Retype word for word the lines of the data below, from the first to the one bearing "#[derive(Debug, Clone)]", with that one included.

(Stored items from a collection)
BEGIN

//! Pattern matcher: find matches of a [`Pattern`] in a tagged sentence.
//!
//! All positions are **token** indices into the sentence; index 0 is the
//! synthetic sentence-start token.
//!
//! The search is a recursive backtracking walk over the elements. For each
//! element it tries the candidate first tokens nearest-first (skip), then
//! the number of repetitions most-first (occurrence), and finally omission
//! for optional elements. Everything that changes while walking lives in a
//! [`MatchContext`], so a compiled pattern is never written to.

use std::borrow::Cow;

use tracing::trace;

use crate::error::CompileError;
use crate::synthesis::Synthesizer;
use crate::token::Token;
use crate::unifier::{EquivalenceRegistry, Unifier};

use super::element::MatchElement;
use super::evaluate::{accepts, resolve_back_reference};

/// Default number of backtracking steps before giving up on a start token.
pub const MAX_STEPS: usize = 100_000;

/// A validated, immutable sequence of elements.
#[derive(Debug, Clone)]
pub struct Pattern {
    elements: Vec<MatchElement>,
    /// Per element: true if it is the last unifying element of its block.
    closes_unification: Vec<bool>,
}

impl Pattern {
    /// Validate `elements` against each other and against `registry`.
    pub fn new(elements: Vec<MatchElement>, registry: &EquivalenceRegistry) -> Result<Self, CompileError> {
        if elements.is_empty() {
            return Err(CompileError::EmptyPattern);
        }
        for (i, element) in elements.iter().enumerate() {
            if let Some(reference) = element.back_reference() {
                let index = reference.index;
                if index >= i {
                    return Err(CompileError::BackReferenceOutOfRange { element: i, index });
                }
                if elements[index].occurrence().is_optional() {
                    return Err(CompileError::BackReferenceToOptional { element: i, index });
                }
                if reference.formatter.sets_tag() && !reference.formatter.has_target_tag() {
                    return Err(CompileError::MissingTargetTag { element: i });
                }
                if !reference.formatter.sets_tag()
                    && !element
                        .text_pattern()
                        .is_some_and(|p| p.contains(&reference.placeholder()))
                {
                    return Err(CompileError::MissingPlaceholder { element: i, index });
                }
            }
            if let Some(features) = element.unify_features() {
                registry.validate(features)?;
            }
        }
        let closes_unification = (0..elements.len())
            .map(|i| {
                elements[i].unify_features().is_some()
                    && !elements[i + 1..]
                        .iter()
                        .find(|e| !(e.is_unify_neutral() && e.unify_features().is_none()))
                        .is_some_and(|e| e.unify_features().is_some())
            })
            .collect();
        Ok(Self {
            elements,
            closes_unification,
        })
    }

    pub fn elements(&self) -> &[MatchElement] {
        &self.elements
    }

    pub fn len(&self) -> usize {
        self.elements.len()
    }

    pub fn is_empty(&self) -> bool {
        self.elements.is_empty()
    }

    /// True if the pattern is anchored at the sentence-start token.
    pub fn is_anchored(&self) -> bool {
        self.elements[0].is_sentence_start()
    }
}

/// Tokens consumed by one element: `first..=last`.
#[derive(Debug, Clone, Copy, PartialEq, Eq)]
pub struct ElementSpan {
    pub first: usize,
    pub last: usize,
}

/// A successful match of a whole pattern.
#[derive(Debug, Clone, PartialEq)]
pub struct PatternMatch {
    /// One entry per element; `None` for an omitted optional element.
    spans: Vec<Option<ElementSpan>>,
    first: usize,
    last: usize,
    unified_tokens: Option<Vec<Token>>,
}

impl PatternMatch {
    /// Returns `None` if no element consumed a token.
    fn new(spans: Vec<Option<ElementSpan>>, unified_tokens: Option<Vec<Token>>) -> Option<Self> {
        let first = spans.iter().flatten().next()?.first;
        let last = spans.iter().flatten().last()?.last;
        Some(Self {
            spans,
            first,
            last,
            unified_tokens,
        })
    }

    pub fn spans(&self) -> &[Option<ElementSpan>] {
        &self.spans
    }

    pub fn span(&self, element: usize) -> Option<ElementSpan> {
        self.spans.get(element).copied().flatten()
    }

    /// Index of the first matched token.
    pub fn first_token(&self) -> usize {
        self.first
    }

    /// Index of the last matched token.
    pub fn last_token(&self) -> usize {
        self.last
    }

    /// Tokens of the last closed unification block, pruned to the readings
    /// that agree.
    pub fn unified_tokens(&self) -> Option<&[Token]> {
        self.unified_tokens.as_deref()
    }

    /// Tokens skipped between `element`'s match and the next matched element.
    pub fn skipped_after<'t>(&self, element: usize, tokens: &'t [Token]) -> &'t [Token] {
        let Some(span) = self.span(element) else {
            return &[];
        };
        match self.spans[element + 1..].iter().flatten().next() {
            Some(next) => &tokens[span.last + 1..next.first],
            None => &[],
        }
    }
}

/// Mutable state of one match attempt.
///
/// Built fresh for every call that matches a pattern against a sentence and
/// never shared, so compiled patterns and the registry stay read-only.
pub struct MatchContext<'a> {
    unifier: Unifier<'a>,
    synth: Option<&'a dyn Synthesizer>,
    max_steps: usize,
    steps: usize,
    unified_tokens: Option<Vec<Token>>,
}

impl<'a> MatchContext<'a> {
    pub fn new(registry: &'a EquivalenceRegistry, synth: Option<&'a dyn Synthesizer>, max_steps: usize) -> Self {
        Self {
            unifier: registry.start_run(),
            synth,
            max_steps,
            steps: 0,
            unified_tokens: None,
        }
    }

    pub fn synthesizer(&self) -> Option<&'a dyn Synthesizer> {
        self.synth
    }

    fn reset(&mut self) {
        self.unifier.reset();
        self.steps = 0;
        self.unified_tokens = None;
    }

    fn exhausted(&self) -> bool {
        self.steps > self.max_steps
    }
}

// ─── Public API ─────────────────────────────────────────────────────────────

/// Find all matches, scanning start tokens left to right.
///
/// After a match the scan resumes behind it, or at the next token when
/// `allow_overlapping` is set.
pub fn find_all(
    pattern: &Pattern,
    tokens: &[Token],
    ctx: &mut MatchContext<'_>,
    allow_overlapping: bool,
) -> Vec<PatternMatch> {
    let mut matches = Vec::new();
    let mut start = 0;
    while start < tokens.len() {
        if start > 0 && pattern.is_anchored() {
            break;
        }
        match match_at(pattern, tokens, start, ctx) {
            Some(m) => {
                start = if allow_overlapping {
                    start + 1
                } else {
                    m.last_token() + 1
                };
                matches.push(m);
            }
            None => start += 1,
        }
    }
    matches
}

/// Test whether a match begins exactly at token `start`.
pub fn match_at(
    pattern: &Pattern,
    tokens: &[Token],
    start: usize,
    ctx: &mut MatchContext<'_>,
) -> Option<PatternMatch> {
    ctx.reset();
    let mut spans = vec![None; pattern.len()];
    if match_elements(pattern, tokens, 0, start, None, ctx, &mut spans) {
        PatternMatch::new(spans, ctx.unified_tokens.take())
    } else {
        if ctx.exhausted() {
            trace!(start, max_steps = ctx.max_steps, "step budget exhausted");
        }
        None
    }
}

// ─── Core matching functions ─────────────────────────────────────────────────

/// Match elements `idx..` with the next free token at `pos`.
///
/// `prev` is the index and last token of the most recent element that
/// consumed tokens; its scope-next exceptions veto the tokens after it.
fn match_elements(
    pattern: &Pattern,
    tokens: &[Token],
    idx: usize,
    pos: usize,
    prev: Option<(usize, usize)>,
    ctx: &mut MatchContext<'_>,
    spans: &mut [Option<ElementSpan>],
) -> bool {
    ctx.steps += 1;
    if ctx.exhausted() {
        return false;
    }
    let elements = pattern.elements();
    let Some(element) = elements.get(idx) else {
        // The last element's lookahead veto still applies.
        return !prev.is_some_and(|(p, last)| {
            tokens
                .get(last + 1)
                .is_some_and(|next| elements[p].is_vetoed_by_next(next))
        });
    };

    if let Some(resolved) = resolve(element, tokens, spans, ctx.synth) {
        // The first element to consume tokens has no predecessor to skip from.
        let width = match prev {
            Some(_) => element.skip().width(tokens.len().saturating_sub(pos + 1)),
            None => 0,
        };
        for first in pos..=pos + width {
            if first >= tokens.len() {
                break;
            }
            if let Some((p, _)) = prev
                && elements[p].is_vetoed_by_next(&tokens[first])
            {
                break;
            }
            if match_occurrences(pattern, tokens, idx, &resolved, first, ctx, spans) {
                return true;
            }
            if ctx.exhausted() {
                return false;
            }
        }
    }

    if element.occurrence().is_optional() {
        spans[idx] = None;
        return match_elements(pattern, tokens, idx + 1, pos, prev, ctx, spans);
    }
    false
}

/// The element to test, with its back-reference (if any) compiled against
/// the token the referenced element matched in this attempt.
fn resolve<'e>(
    element: &'e MatchElement,
    tokens: &[Token],
    spans: &[Option<ElementSpan>],
    synth: Option<&dyn Synthesizer>,
) -> Option<Cow<'e, MatchElement>> {
    let Some(reference) = element.back_reference() else {
        return Some(Cow::Borrowed(element));
    };
    let span = spans.get(reference.index).copied().flatten()?;
    resolve_back_reference(element, reference, &tokens[span.first], synth).map(Cow::Owned)
}

/// Match `element` (already resolved) one or more times from `first`,
/// trying the longest run first.
fn match_occurrences(
    pattern: &Pattern,
    tokens: &[Token],
    idx: usize,
    element: &MatchElement,
    first: usize,
    ctx: &mut MatchContext<'_>,
    spans: &mut [Option<ElementSpan>],
) -> bool {
    let max = element.occurrence().max.unwrap_or(usize::MAX);
    let saved_unifier = ctx.unifier.clone();
    let saved_unified = ctx.unified_tokens.clone();

    // Each run length with the unifier state it leaves behind.
    let mut ends = Vec::new();
    let mut t = first;
    while ends.len() < max && t < tokens.len() && accepts(element, tokens, t, &mut ctx.unifier) {
        ends.push((t, ctx.unifier.clone()));
        t += 1;
    }

    for (last, state) in ends.into_iter().rev() {
        ctx.unifier = state;
        ctx.unified_tokens = saved_unified.clone();
        if pattern.closes_unification[idx] && !close_unification(element, ctx) {
            continue;
        }
        spans[idx] = Some(ElementSpan { first, last });
        if match_elements(pattern, tokens, idx + 1, last + 1, Some((idx, last)), ctx, spans) {
            return true;
        }
        if ctx.exhausted() {
            break;
        }
    }

    ctx.unifier = saved_unifier;
    ctx.unified_tokens = saved_unified;
    spans[idx] = None;
    false
}

/// Decide the unification block that `element` ends and start a new run.
fn close_unification(element: &MatchElement, ctx: &mut MatchContext<'_>) -> bool {
    let agreed = ctx.unifier.final_unification_value() != element.is_uni_negated();
    if agreed {
        ctx.unified_tokens = ctx.unifier.final_unified_tokens();
    }
    ctx.unifier.reset();
    agreed
}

END

### RESPONSE TO THE EXERCISE:
//! Pattern matcher: find matches of a [`Pattern`] in a tagged sentence.
//!
//! All positions are **token** indices into the sentence; index 0 is the
//! synthetic sentence-start token.
//!
//! The search is a recursive backtracking walk over the elements. For each
//! element it tries the candidate first tokens nearest-first (skip), then
//! the number of repetitions most-first (occurrence), and finally omission
//! for optional elements. Everything that changes while walking lives in a
//! [`MatchContext`], so a compiled pattern is never written to.

use std::borrow::Cow;

use tracing::trace;

use crate::error::CompileError;
use crate::synthesis::Synthesizer;
use crate::token::Token;
use crate::unifier::{EquivalenceRegistry, Unifier};

use super::element::MatchElement;
use super::evaluate::{accepts, resolve_back_reference};

/// Default number of backtracking steps before giving up on a start token.
pub const MAX_STEPS: usize = 100_000;

/// A validated, immutable sequence of elements.
#[derive(Debug, Clone)]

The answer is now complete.